ProteoCool Pills#13: Densitometric Protein quantification from SDS-page using the Image J free software package

 Several different methods are currently available to perform quantification of purified recombinant proteins and antibodies

There is not a best, universal method, the provide a reliable result for all the proteins;  

Each methods have it some prons and cons and its applicability depend from the intrinsic properties of the target protein.

For example:

UV quantification that exploits the properties of aromatic amino acids (tryptophan and tyrosines) to absorb energy around 280 nm is fast and require limited amount of sample but cannot be performed with proteins that do not contain aromatic amino acids or with buffers with an intrinsic absorbance in the UV regions.

Colorimetric-fluorimetric assays as Bradford, BCA, Nanoorange are susceptible to buffer compositions (eg BCA is not compatible with reducing agents) and to extrapolate quantitative results, the comparison with a  calibration line is required Results may change a lot on the basis of the protein that is used to build the calibration line (generally BSA) because different proteins may show different response in function of their aminoacidic composition or stability of their conformation in presence of the dye.

gg: Bradford assay is less sensitive to full length antibodies (igG) than BSA (see fig 2 page 6 ) and therefore in case you would like to use Bradford assay to quantify a monoclonal antibody (mab) a calibration with a commercial mab is required.

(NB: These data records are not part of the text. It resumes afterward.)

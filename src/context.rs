//! Application context shared by every command handler

use cnc_bridge_shared::{MachineDescriptor, MachineIni};
use std::path::PathBuf;
use std::sync::Arc;
use std::time::Duration;
use tracing::{info, warn};

use crate::command::CommandExecutor;
use crate::link::ControlLink;
use crate::observer::ObserverRegistry;
use crate::poller::{ErrorPoller, StatusCache, StatusPoller};
use crate::tool_table::ToolTableStore;

/// Everything a handler may touch, built once at startup
pub struct AppContext {
    pub link: Arc<dyn ControlLink>,
    pub cache: Arc<StatusCache>,
    pub observers: Arc<ObserverRegistry>,
    pub executor: CommandExecutor,
    pub status_poller: Arc<StatusPoller>,
    pub error_poller: Arc<ErrorPoller>,
    /// Absent when the INI names no tool table
    pub tool_table: Option<ToolTableStore>,
    pub machine: MachineDescriptor,
    pub staging_dir: PathBuf,
    pub start_timeout: Duration,
}

impl AppContext {
    pub fn new(
        link: Arc<dyn ControlLink>,
        ini: &MachineIni,
        staging_dir: PathBuf,
        start_timeout: Duration,
    ) -> Self {
        let cache = Arc::new(StatusCache::new());
        let observers = Arc::new(ObserverRegistry::new());

        let tool_table = ini.tool_table_path().map(ToolTableStore::new);
        match &tool_table {
            Some(store) => info!("Tool table: {}", store.path().display()),
            None => warn!("No [EMCIO] TOOL_TABLE in INI, tool table commands disabled"),
        }

        Self {
            executor: CommandExecutor::new(link.clone(), cache.clone()),
            status_poller: Arc::new(StatusPoller::new(
                link.clone(),
                cache.clone(),
                observers.clone(),
            )),
            error_poller: Arc::new(ErrorPoller::new(
                link.clone(),
                cache.clone(),
                observers.clone(),
            )),
            machine: MachineDescriptor::from_ini(ini),
            link,
            cache,
            observers,
            tool_table,
            staging_dir,
            start_timeout,
        }
    }
}
//! Controller error/message events

use serde::{Serialize, Serializer};

/// Message kinds reported on the controller's error channel
#[derive(Debug, Clone, Copy, PartialEq, Eq)]
pub enum ErrorKind {
    NmlError,
    NmlText,
    NmlDisplay,
    OperatorError,
    OperatorText,
    OperatorDisplay,
    Other(i32),
}

impl ErrorKind {
    pub fn code(self) -> i32 {
        match self {
            ErrorKind::NmlError => 1,
            ErrorKind::NmlText => 2,
            ErrorKind::NmlDisplay => 3,
            ErrorKind::OperatorError => 11,
            ErrorKind::OperatorText => 12,
            ErrorKind::OperatorDisplay => 13,
            ErrorKind::Other(code) => code,
        }
    }

    /// Only NML and operator errors are errors; everything else is informational
    pub fn severity(self) -> Severity {
        match self {
            ErrorKind::NmlError | ErrorKind::OperatorError => Severity::Error,
            _ => Severity::Info,
        }
    }
}

impl Serialize for ErrorKind {
    fn serialize<S: Serializer>(&self, serializer: S) -> Result<S::Ok, S::Error> {
        serializer.serialize_i32(self.code())
    }
}

#[derive(Debug, Clone, Copy, PartialEq, Eq, Serialize)]
#[serde(rename_all = "lowercase")]
pub enum Severity {
    Error,
    Info,
}

/// One message drained from the error channel
#[derive(Debug, Clone, PartialEq, Serialize)]
pub struct ErrorEvent {
    pub id: u64,
    pub kind: ErrorKind,
    #[serde(rename = "type")]
    pub severity: Severity,
    pub text: String,
    pub time: String,
}

impl ErrorEvent {
    pub fn new(id: u64, kind: ErrorKind, text: impl Into<String>, time: impl Into<String>) -> Self {
        Self {
            id,
            kind,
            severity: kind.severity(),
            text: text.into(),
            time: time.into(),
        }
    }
}
//! Observer Module
//!
//! Status and error consumers register here and are notified synchronously
//! from the polling tasks.

mod registry;

pub use registry::ObserverRegistry;

use cnc_bridge_shared::{ErrorEvent, MachineStatus};
use std::fmt;
use uuid::Uuid;

/// Handle returned by `subscribe_*`, used to unsubscribe
#[derive(Debug, Clone, Copy, PartialEq, Eq, Hash)]
pub struct SubscriptionId(Uuid);

impl SubscriptionId {
    fn new() -> Self {
        Self(Uuid::new_v4())
    }
}

impl fmt::Display for SubscriptionId {
    fn fmt(&self, f: &mut fmt::Formatter<'_>) -> fmt::Result {
        write!(f, "Sub({})", &self.0.to_string()[..8])
    }
}

/// Observer channel key
#[derive(Debug, Clone, Copy, PartialEq, Eq)]
pub enum Channel {
    Status,
    Errors,
}

impl Channel {
    pub fn as_str(self) -> &'static str {
        match self {
            Channel::Status => "status",
            Channel::Errors => "errors",
        }
    }
}

/// Receives every successful status poll.
///
/// Called on the polling task, so implementations must return quickly.
/// Returning an error removes the observer from the registry.
pub trait StatusObserver: Send + Sync {
    fn on_status(&self, status: &MachineStatus) -> anyhow::Result<()>;
}

/// Receives every message drained from the error channel.
///
/// Same delivery rules as [`StatusObserver`].
pub trait ErrorObserver: Send + Sync {
    fn on_error(&self, event: &ErrorEvent) -> anyhow::Result<()>;
}

impl<F> StatusObserver for F
where
    F: Fn(&MachineStatus) -> anyhow::Result<()> + Send + Sync,
{
    fn on_status(&self, status: &MachineStatus) -> anyhow::Result<()> {
        self(status)
    }
}

impl<F> ErrorObserver for F
where
    F: Fn(&ErrorEvent) -> anyhow::Result<()> + Send + Sync,
{
    fn on_error(&self, event: &ErrorEvent) -> anyhow::Result<()> {
        self(event)
    }
}
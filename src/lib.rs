//! CNC Controller Bridge
//!
//! Keeps a cached view of an external CNC controller fresh, fans status and
//! controller messages out to observers, and runs named client commands
//! against the controller and its tool table file.
//!
//! A transport embeds the bridge through [`CommandDispatcher::handle_command`]
//! and the subscription methods on [`ObserverRegistry`].

pub mod command;
pub mod config;
pub mod context;
pub mod link;
pub mod observer;
pub mod poller;
pub mod tool_table;

pub use command::{CommandDispatcher, CommandExecutor, CommandKind};
pub use config::BridgeConfig;
pub use context::AppContext;
pub use link::{ControlLink, SimulatedMachine};
pub use observer::{Channel, ErrorObserver, ObserverRegistry, StatusObserver, SubscriptionId};
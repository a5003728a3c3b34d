//! Tool table handlers

use cnc_bridge_shared::{codes, timing, CommandResult, Reply, ReplyBody, ToolRecord};
use serde::Deserialize;
use tracing::warn;

use crate::context::AppContext;
use crate::link::Action;
use crate::tool_table::{AddOutcome, ToolTableError, ToolTableStore};

#[derive(Debug, Deserialize)]
pub struct AddToolArgs {
    pub tool: ToolRecord,
}

#[derive(Debug, Deserialize)]
pub struct DeleteToolsArgs {
    pub tools: Vec<i64>,
}

#[derive(Debug, Deserialize)]
pub struct UpdateToolsArgs {
    pub tools_data: Vec<ToolRecord>,
}

fn store(ctx: &AppContext) -> Result<&ToolTableStore, Reply> {
    ctx.tool_table
        .as_ref()
        .ok_or_else(|| CommandResult::new(codes::NOT_FOUND, "no tool table configured").into())
}

fn failure(e: ToolTableError) -> Reply {
    warn!("[TOOLS] {}", e);
    CommandResult::new(e.code(), e.to_string()).into()
}

pub async fn tools_data(ctx: &AppContext) -> Reply {
    let store = match store(ctx) {
        Ok(store) => store,
        Err(reply) => return reply,
    };

    match store.read().await {
        Ok(tools) => Reply::new(CommandResult::ok(), ReplyBody::Tools { tools }),
        Err(e) => failure(e),
    }
}

pub async fn add_tool(ctx: &AppContext, args: AddToolArgs) -> Reply {
    let store = match store(ctx) {
        Ok(store) => store,
        Err(reply) => return reply,
    };

    match store.add(&args.tool).await {
        Ok(AddOutcome::Added) => CommandResult::ok().into(),
        Ok(AddOutcome::AlreadyExists) => {
            CommandResult::new(codes::ALREADY_EXISTS, "already exists in tool table").into()
        }
        Err(e) => failure(e),
    }
}

pub async fn delete_tools(ctx: &AppContext, args: DeleteToolsArgs) -> Reply {
    let store = match store(ctx) {
        Ok(store) => store,
        Err(reply) => return reply,
    };

    match store.remove(&args.tools).await {
        Ok(()) => CommandResult::ok().into(),
        Err(e) => failure(e),
    }
}

pub async fn update_tools(ctx: &AppContext, args: UpdateToolsArgs) -> Reply {
    let store = match store(ctx) {
        Ok(store) => store,
        Err(reply) => return reply,
    };

    match store.update(&args.tools_data).await {
        Ok(()) => CommandResult::ok().into(),
        Err(e) => failure(e),
    }
}

/// Ask the controller to re-read the table after an edit
pub async fn reload_tool_table(ctx: &AppContext) -> Reply {
    ctx.executor
        .execute(&Action::LoadToolTable, timing::NO_WAIT)
        .await
        .into()
}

In some unlucky cases, for those proteins that do not contain hydrophobic amino acid and shows low response to colorimetric assay (due to strong conformational stability of presence of post translational modifications, eg hyper glycosylation) all the previous methods may not be reliable and densitometric analysis from SDS-page may represent a simple and cheap alternative.

Quantitative densitometry of proteins from SDS-page stained with colorimetric reagents (eg  coomassie blue) require a software to perform image processing,  extrapolate peak area and correlate it with the sample concentration.

To date most of the commercial gel documentation systems are supplied with their Image analysis Software able to perform band intensity determination.

However, if those Gel acquisition systems are still essential for acquisition of agarose gel images, high quality images of SDS-page gels stained with Coomassie can be obtained using modern smartphone those carrying high resolution camera.

ImageJ (NIH), a public domain program from the National Institutes of Health downloadable at https://imagej.nih.gov/ij/download.html can be used to analyse the SDS-page images.

1. Open the gel image

On the gel selected for this example, we load several dilutions of a purified protein sample with unknown concentration (to be determined) and several know amount of BSA required to build a reference calibration curve

2. Select rectangle in the AREA SELECTION TOOL

3. Choose the 1^st  line, select the rectangle tool, and draw a box around the lane, 

making sure to include some of the empty gel between lanes and white space outside of the band. 

When creating the selection, drag with the shift key down to constrain it to a square.

4. Define the 1^st  line: Go to Analyze→Gels→Select first lane

      5. Select the 2^nd line

        Make sure your cursor shows as an arrow, grab the rectangle you just made, and drag it to the next lan

DO NOT DRAW NEW RECTANGLES! You must drag the same rectangle you just made because to compare the band you have to use the exact same size originally defined area in Lane 1.

6. Define the 2^nd line: Go to Analyze→Gels→Select next lane

 

7.  Repeat the step 5 and 6 since all the line (sample and standard dilutions) are selected and numbered

 8. Go to Analyze→Gels→Plot lanes 

 

A new windows containing an histograms for each line will appear

9. Drag two fingers on the mousepad to scroll up and down and navigate the grids

The peaks in each grid correspond to the intensity of the bands in the lane

 10.   On the ImageJ interface, select the "line" button (red arrow) to define the peak baseline

     11. Draw a line at the bottom of the peak that represents the baseline of your peak and it allow to define the area of the curve.

12. Drag two fingers on the mousepad to scroll down and keep drawing all the single lines to define the curves in your standard and protein of interest lanes.

 

  13. Once you draw a baseline for each peak, on the ImageJ interface, select the "magic wand" button (red arrow)

 

 14. Click on the line defining the area of the curve of the first peak

 A "Results" window containing the measured area will appear

  15. Drag two fingers on the mousepad to scroll down and define the area of all peaks with the defined baseline

16. In the Result window Go to File→Save as

ans Save your Results in .csv format so that you can transfer the measurements to excel to generate the standard curve (linear regression analysis) and determine the concentration of your protein sample.

A Possible mistakes:

When you draw the peak baselines (point 10-12), the line has to interpolate both “feet” of each peak 

to correctly define and measure the peak area. 

The same analysis could be used to determine band intensity and extrapolate dna or rna quantification from agarose gel. 

However in my opinion the limited linear range of densitometric analysis and low reproducibility in gel load and coloration make this quantification approach not very precise and have to be applied only when better alternatives (as 280nm quantification for DNA) are not available.